The other major exposure for cybercrime in Australia is the extent to which companies are lax about maintaining a certain level of vigilance with their security solutions once they're in place. "Security is a moving target and keeping up-to-date is a full-time job," explains Smith.
Smith cites the human factor as a particularly vulnerable area to attack for most Australian businesses, mainly because of the complete lack of staff training in that area.
"With the exception of those specially trained on counter-social engineering techniques (such as the military), almost all organisations are susceptible to social engineering," said Smith. "Most organisations do not address this issue at all... The only way to defend against it is [through] a security awareness program."
This problem occurs not because staff are complacent, as such, but because they sometimes wish to help out someone in need. "The problem is, people generally want to help--if someone appearing to have forgotten their key or password is roaming the office (or phones in), the immediate reaction is to try and help" says Smith. "[It is] very difficult to address this with technology."

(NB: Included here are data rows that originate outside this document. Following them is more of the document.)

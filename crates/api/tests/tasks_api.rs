//! HTTP-level integration tests for `/api/projects/{project_id}/tasks`.

mod common;

use axum::http::StatusCode;
use common::{body_json, create_project, create_task, delete, get, post_json, put_json};
use serde_json::json;

// ---------------------------------------------------------------------------
// Create
// ---------------------------------------------------------------------------

#[tokio::test]
async fn create_task_defaults_to_todo() {
    let app = common::build_test_app();
    let project_id = create_project(&app, "Sprint 1").await;

    let task = create_task(
        &app,
        &project_id,
        json!({ "title": " Write spec ", "assignee": " Maria " }),
    )
    .await;

    assert_eq!(task["title"], "Write spec");
    assert_eq!(task["assignee"], "Maria");
    assert_eq!(task["description"], "");
    assert_eq!(task["status"], "todo");
    assert_eq!(task["projectId"], project_id);
    assert!(task["id"].as_str().unwrap().starts_with("task_"));
}

#[tokio::test]
async fn create_task_accepts_explicit_status() {
    let app = common::build_test_app();
    let project_id = create_project(&app, "Board").await;

    let body = json!({ "title": "Ship", "status": "in_progress" });
    let task = create_task(&app, &project_id, body).await;
    assert_eq!(task["status"], "in_progress");
}

#[tokio::test]
async fn create_task_with_unknown_status_returns_400() {
    let app = common::build_test_app();
    let project_id = create_project(&app, "Board").await;

    let response = post_json(
        &app,
        &format!("/api/projects/{project_id}/tasks"),
        json!({ "title": "Blocked work", "status": "blocked" }),
    )
    .await;

    assert_eq!(response.status(), StatusCode::BAD_REQUEST);
    assert_eq!(
        body_json(response).await["message"],
        "Invalid status. Must be one of: todo, in_progress, done"
    );

    let tasks = body_json(get(&app, &format!("/api/projects/{project_id}/tasks")).await).await;
    assert_eq!(tasks, json!([]));
}

#[tokio::test]
async fn create_task_without_title_returns_400() {
    let app = common::build_test_app();
    let project_id = create_project(&app, "Board").await;

    let response = post_json(
        &app,
        &format!("/api/projects/{project_id}/tasks"),
        json!({ "title": "   ", "status": "blocked" }),
    )
    .await;

    assert_eq!(response.status(), StatusCode::BAD_REQUEST);
    assert_eq!(body_json(response).await["message"], "Task title is required");
}

#[tokio::test]
async fn create_task_validates_before_project_lookup() {
    let app = common::build_test_app();

    let response = post_json(&app, "/api/projects/proj_missing/tasks", json!({})).await;
    assert_eq!(response.status(), StatusCode::BAD_REQUEST);

    let uri = "/api/projects/proj_missing/tasks";
    let response = post_json(&app, uri, json!({ "title": "t" })).await;
    assert_eq!(response.status(), StatusCode::NOT_FOUND);
    assert_eq!(body_json(response).await["message"], "Project not found");
}

// ---------------------------------------------------------------------------
// Read
// ---------------------------------------------------------------------------

#[tokio::test]
async fn list_tasks_in_creation_order() {
    let app = common::build_test_app();
    let project_id = create_project(&app, "Board").await;
    let other_id = create_project(&app, "Other").await;
    create_task(&app, &project_id, json!({ "title": "one" })).await;
    create_task(&app, &other_id, json!({ "title": "elsewhere" })).await;
    create_task(&app, &project_id, json!({ "title": "two" })).await;

    let response = get(&app, &format!("/api/projects/{project_id}/tasks")).await;
    assert_eq!(response.status(), StatusCode::OK);
    let json = body_json(response).await;
    let titles: Vec<&str> = json
        .as_array()
        .unwrap()
        .iter()
        .map(|t| t["title"].as_str().unwrap())
        .collect();
    assert_eq!(titles, ["one", "two"]);
}

#[tokio::test]
async fn list_tasks_of_missing_project_returns_404() {
    let app = common::build_test_app();
    let response = get(&app, "/api/projects/proj_missing/tasks").await;

    assert_eq!(response.status(), StatusCode::NOT_FOUND);
    assert_eq!(body_json(response).await["message"], "Project not found");
}

#[tokio::test]
async fn get_task_is_scoped_to_its_project() {
    let app = common::build_test_app();
    let owner = create_project(&app, "Owner").await;
    let stranger = create_project(&app, "Stranger").await;
    let task = create_task(&app, &owner, json!({ "title": "Mine" })).await;
    let task_id = task["id"].as_str().unwrap();

    let response = get(&app, &format!("/api/projects/{owner}/tasks/{task_id}")).await;
    assert_eq!(response.status(), StatusCode::OK);
    assert_eq!(body_json(response).await["title"], "Mine");

    let response = get(&app, &format!("/api/projects/{stranger}/tasks/{task_id}")).await;
    assert_eq!(response.status(), StatusCode::NOT_FOUND);
    assert_eq!(body_json(response).await["message"], "Task not found");
}

// ---------------------------------------------------------------------------
// Update
// ---------------------------------------------------------------------------

#[tokio::test]
async fn update_task_status_only_changes_status() {
    let app = common::build_test_app();
    let project_id = create_project(&app, "Board").await;
    let task = create_task(
        &app,
        &project_id,
        json!({ "title": "Lay out cards", "description": "Tailwind classes", "assignee": "Maria" }),
    )
    .await;
    let task_id = task["id"].as_str().unwrap();

    let response = put_json(
        &app,
        &format!("/api/projects/{project_id}/tasks/{task_id}"),
        json!({ "status": "done" }),
    )
    .await;
    assert_eq!(response.status(), StatusCode::OK);

    let updated = body_json(response).await;
    assert_eq!(updated["status"], "done");
    assert_eq!(updated["title"], task["title"]);
    assert_eq!(updated["description"], task["description"]);
    assert_eq!(updated["assignee"], task["assignee"]);
    assert_eq!(updated["createdAt"], task["createdAt"]);
}

#[tokio::test]
async fn update_task_with_blank_title_returns_400_and_keeps_title() {
    let app = common::build_test_app();
    let project_id = create_project(&app, "Board").await;
    let task = create_task(&app, &project_id, json!({ "title": "Keep" })).await;
    let task_id = task["id"].as_str().unwrap();
    let uri = format!("/api/projects/{project_id}/tasks/{task_id}");

    let response = put_json(&app, &uri, json!({ "title": "   " })).await;
    assert_eq!(response.status(), StatusCode::BAD_REQUEST);
    assert_eq!(body_json(response).await["message"], "Task title cannot be empty");

    let current = body_json(get(&app, &uri).await).await;
    assert_eq!(current["title"], "Keep");
}

#[tokio::test]
async fn update_task_with_bad_status_returns_400() {
    let app = common::build_test_app();
    let project_id = create_project(&app, "Board").await;
    let task = create_task(&app, &project_id, json!({ "title": "t" })).await;
    let task_id = task["id"].as_str().unwrap();

    let response = put_json(
        &app,
        &format!("/api/projects/{project_id}/tasks/{task_id}"),
        json!({ "status": "blocked" }),
    )
    .await;
    assert_eq!(response.status(), StatusCode::BAD_REQUEST);
}

#[tokio::test]
async fn update_missing_task_returns_404() {
    let app = common::build_test_app();
    let project_id = create_project(&app, "Board").await;

    let response = put_json(
        &app,
        &format!("/api/projects/{project_id}/tasks/task_missing"),
        json!({ "status": "done" }),
    )
    .await;
    assert_eq!(response.status(), StatusCode::NOT_FOUND);
    assert_eq!(body_json(response).await["message"], "Task not found");
}

// ---------------------------------------------------------------------------
// Delete
// ---------------------------------------------------------------------------

#[tokio::test]
async fn delete_task_removes_exactly_one() {
    let app = common::build_test_app();
    let project_id = create_project(&app, "Board").await;
    let doomed = create_task(&app, &project_id, json!({ "title": "doomed" })).await;
    create_task(&app, &project_id, json!({ "title": "survivor" })).await;
    let doomed_id = doomed["id"].as_str().unwrap();

    let response = delete(&app, &format!("/api/projects/{project_id}/tasks/{doomed_id}")).await;
    assert_eq!(response.status(), StatusCode::OK);
    assert_eq!(body_json(response).await["title"], "doomed");

    let tasks = body_json(get(&app, &format!("/api/projects/{project_id}/tasks")).await).await;
    let tasks = tasks.as_array().unwrap();
    assert_eq!(tasks.len(), 1);
    assert_eq!(tasks[0]["title"], "survivor");

    let response = delete(&app, &format!("/api/projects/{project_id}/tasks/{doomed_id}")).await;
    assert_eq!(response.status(), StatusCode::NOT_FOUND);
}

Leigh Purdie, co-director of the InterSect Alliance, an information technology security consultancy, still believes that this type of attack on a business can often be the most effective. "One of the oldest and more successful mechanisms to gain access to an organisation's information resources, is the 'social engineering' attack," says Purdie. "It basically involves hitting the organisation in a perceived 'soft spot'--employees who may not have an awareness of the security implications of their actions."
The lack of perspicacity of some corporate employees plays right into the hands of prospective infiltrators. "We've known of situations where external attackers ring a random number inside an organisation, claim to be a network administrator doing network testing from the IT cell, and ask the user to log off their system and log back on again--all the while reading out what they are typing," explains Purdie.
One possible solution that Com Tech's Smith recommends is for Australian businesses to take their security to someone who can dedicate specific resources to it and is specially trained in that area. "If an organisation does not have the necessary skill sets to keep systems secure as well as operational then they should look at outsourcing their security to a third party dedicated to managing security for them... Managed security companies are more process [rather than technology] driven and generally more aware of social engineering techniques."